After a few unsuccessful appointments, I ended up seeing him a month later, thanks to the perseverance of Julie, the nurse with whom I received in pairs at this consultation. In the waiting room, I meet a short, “raggedy” man with a vindictive look. In a shrill voice which pierces his aggressiveness, he gets to the heart of the matter without dwelling on the greetings. ” Are you the doctor? No, because I was told to come here to get a doctor, and I’ve been waiting for two months now and I still don’t have a doctor. And then I’ve already been waiting here for ten minutes, no one has come. And who are you first? »
Calmly, I suggest that he discuss all this in my office. I start by telling him that I’m on time and he’s early, and that he’s missed all my previous appointments. He is convinced he has seen me before and ends up concluding that someone pretended to be me the first time! I hold on, calmly. He frowns, but in the absence of reproach, he ends up opening up a little.
Never any concrete exchanges…
I have to reframe the consultation several times. Redo the point. I prescribe him a blood test, once morest which he groans profusely. He refuses the screening exams, so I stick to the classic assessment and offer him a next appointment. He does not show up. He does not answer. Every month, I try to call him. Without hoping too much, I go through his referring nurse to offer him the next appointment he will miss.
One morning, I received an email from the secretary, informing me that he called, furious, asking that I contact him once more immediately. I then tried once more to call him, without success. Another day – when I’m not there – he shows up at the CMP at 8 a.m., cursing that he still has no attending physician, that he hasn’t had his vaccines, demanding that I call him back. . Over time, my relationship with him goes through all sorts of ways: emails transferred from the secretary to the nurse, from the nurse to me, missed calls, missed appointments. Without ever there being the slightest exchange between us.
There are always obstacles in the doctor/psychotic patient relationship. Psychosis constituting a kind of bulwark isolating reality and the world. But I (almost) always manage to establish a link, by one means or another: humor, patience, perseverance, various convolutions…. Today, I am very helpless in the face of this “relationship”, made up of intermediaries, and letters, missed calls, missed appointments.
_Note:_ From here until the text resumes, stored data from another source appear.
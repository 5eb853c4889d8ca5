//! Visual theme and styling.

use console::Style;

/// Wisp's visual theme.
///
/// One [`Style`] per message kind; [`WispTheme::plain`] swaps every slot for
/// an unstyled one when colors are off.
#[derive(Debug, Clone)]
pub struct WispTheme {
    /// Success messages (green).
    pub success: Style,
    /// Warnings (orange).
    pub warning: Style,
    /// Errors (red bold).
    pub error: Style,
    /// Header icon (cyan bold).
    pub header: Style,
    /// Header title text (bold).
    pub highlight: Style,
}

impl Default for WispTheme {
    fn default() -> Self {
        Self::new()
    }
}

impl WispTheme {
    /// Create the default Wisp theme.
    pub fn new() -> Self {
        Self {
            success: Style::new().green(),
            warning: Style::new().color256(208),
            error: Style::new().red().bold(),
            header: Style::new().bold().cyan(),
            highlight: Style::new().bold(),
        }
    }

    /// Create a theme without colors (for non-TTY or --no-color).
    pub fn plain() -> Self {
        Self {
            success: Style::new(),
            warning: Style::new(),
            error: Style::new(),
            header: Style::new(),
            highlight: Style::new(),
        }
    }

    /// Format a success message (icon + text in green).
    pub fn format_success(&self, msg: &str) -> String {
        format!("{}", self.success.apply_to(format!("✓ {}", msg)))
    }

    /// Format a warning message (icon + text in orange).
    pub fn format_warning(&self, msg: &str) -> String {
        format!("{}", self.warning.apply_to(format!("⚠ {}", msg)))
    }

    /// Format an error message (icon + text in red bold).
    pub fn format_error(&self, msg: &str) -> String {
        format!("{}", self.error.apply_to(format!("✗ {}", msg)))
    }

    /// Format a header banner.
    pub fn format_header(&self, title: &str) -> String {
        format!(
            "{} {}",
            self.header.apply_to("✦"),
            self.highlight.apply_to(title)
        )
    }
}

/// Check if colors should be enabled.
pub fn should_use_colors() -> bool {
    // Check NO_COLOR env var (https://no-color.org/)
    if std::env::var("NO_COLOR").is_ok() {
        return false;
    }

    // Check if stdout is a TTY
    console::Term::stdout().is_term()
}

#[cfg(test)]
mod tests {
    use super::*;

    #[test]
    fn formatted_messages_carry_icon_and_text() {
        let theme = WispTheme::plain();

        assert_eq!(theme.format_success("Mode set to net"), "✓ Mode set to net");
        assert_eq!(theme.format_warning("no terminal"), "⚠ no terminal");
        assert_eq!(theme.format_error("Unknown mode: plasma"), "✗ Unknown mode: plasma");
    }

    #[test]
    fn header_carries_icon_and_title() {
        let theme = WispTheme::plain();
        let banner = theme.format_header("Effect Console");

        assert!(banner.contains("✦"));
        assert!(banner.contains("Effect Console"));
    }

    #[test]
    fn default_impl_matches_new() {
        let default = WispTheme::default();
        let new = WispTheme::new();
        assert_eq!(
            default.format_success("matrix"),
            new.format_success("matrix")
        );
    }
}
I just can’t get anywhere, and yet I seem to keep Mr. D. busy, and vice versa.
After yet another attempt by the secretary, the procedures begin. Mr. D. warns her: “Madam, you see me sorry, but I might not meet Dr. Sylviery, because I still do not have a treating doctor as she had promised me during our three previous meetings. I see myself in the obligation to report it to the College of Physicians. In the wake of this email, another arrives, completely incomprehensible, where Mr. D. begins a procedure once morest the volunteers of the Red Cross, who have not thanked him one day despite his multiple donations, since 1985. He concluded as follows: Please accept, Mr. President, my safest respects. Realizing he got the wrong recipient, and following a whole series of emails, comes the copy of the report to the Order of which I am finally the object. A paragon of misery, where Mr. D. places himself as a helpless victim of an entire failing health system.
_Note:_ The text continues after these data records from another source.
//! Non-interactive UI for CI/headless environments.

use std::collections::HashMap;

use crate::error::{Result, WispError};

use super::{Prompt, PromptResult, UserInterface};

/// UI implementation for non-interactive mode.
///
/// Output is plain stdout/stderr. Prompts are answered from
/// `WISP_PROMPT_<KEY>` environment variables or the prompt's own default;
/// a prompt with neither is an error rather than a hang.
pub struct NonInteractiveUI {
    env_overrides: HashMap<String, String>,
}

impl NonInteractiveUI {
    /// Create a new non-interactive UI, snapshotting `WISP_PROMPT_*` vars.
    pub fn new() -> Self {
        let env_overrides: HashMap<String, String> = std::env::vars()
            .filter(|(k, _)| k.starts_with("WISP_PROMPT_"))
            .collect();

        Self { env_overrides }
    }

    /// Create with explicit overrides (for testing).
    pub fn with_overrides(overrides: HashMap<String, String>) -> Self {
        Self {
            env_overrides: overrides,
        }
    }
}

impl Default for NonInteractiveUI {
    fn default() -> Self {
        Self::new()
    }
}

impl UserInterface for NonInteractiveUI {
    fn message(&mut self, msg: &str) {
        println!("{}", msg);
    }

    fn success(&mut self, msg: &str) {
        println!("✓ {}", msg);
    }

    fn warning(&mut self, msg: &str) {
        eprintln!("⚠ {}", msg);
    }

    fn error(&mut self, msg: &str) {
        eprintln!("✗ {}", msg);
    }

    fn prompt(&mut self, prompt: &Prompt) -> Result<PromptResult> {
        let env_key = format!("WISP_PROMPT_{}", prompt.key.to_uppercase());
        if let Some(value) = self.env_overrides.get(&env_key) {
            return Ok(PromptResult::String(value.clone()));
        }

        if let Some(default) = &prompt.default {
            return Ok(PromptResult::String(default.clone()));
        }

        Err(WispError::PromptUnavailable {
            key: prompt.key.clone(),
        })
    }

    fn show_header(&mut self, title: &str) {
        println!("\n{}\n", title);
    }

    fn is_interactive(&self) -> bool {
        false
    }
}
Administration: Mr. D.’s obsession?
I read this email and think that it is very well written and credible. So credible in reality, that Mr. D. must certainly not simulate the injustice he feels of not having a general practitioner in a very real context of medical shortage. So true, finally, that I can’t help but feel sad, thinking of him, whose solitude, in the absence of mystical delusions, is peopled with what is worst in the world, with what is even more terrifying than the devil or ghosts: the administration. As for me, having never been “reported” to the College of Physicians, I am still waiting for a summons for a conciliation which never happened. Perhaps the frequent calls from Mr. D., who has already reported a good number of colleagues, ended up getting the better of his credibility.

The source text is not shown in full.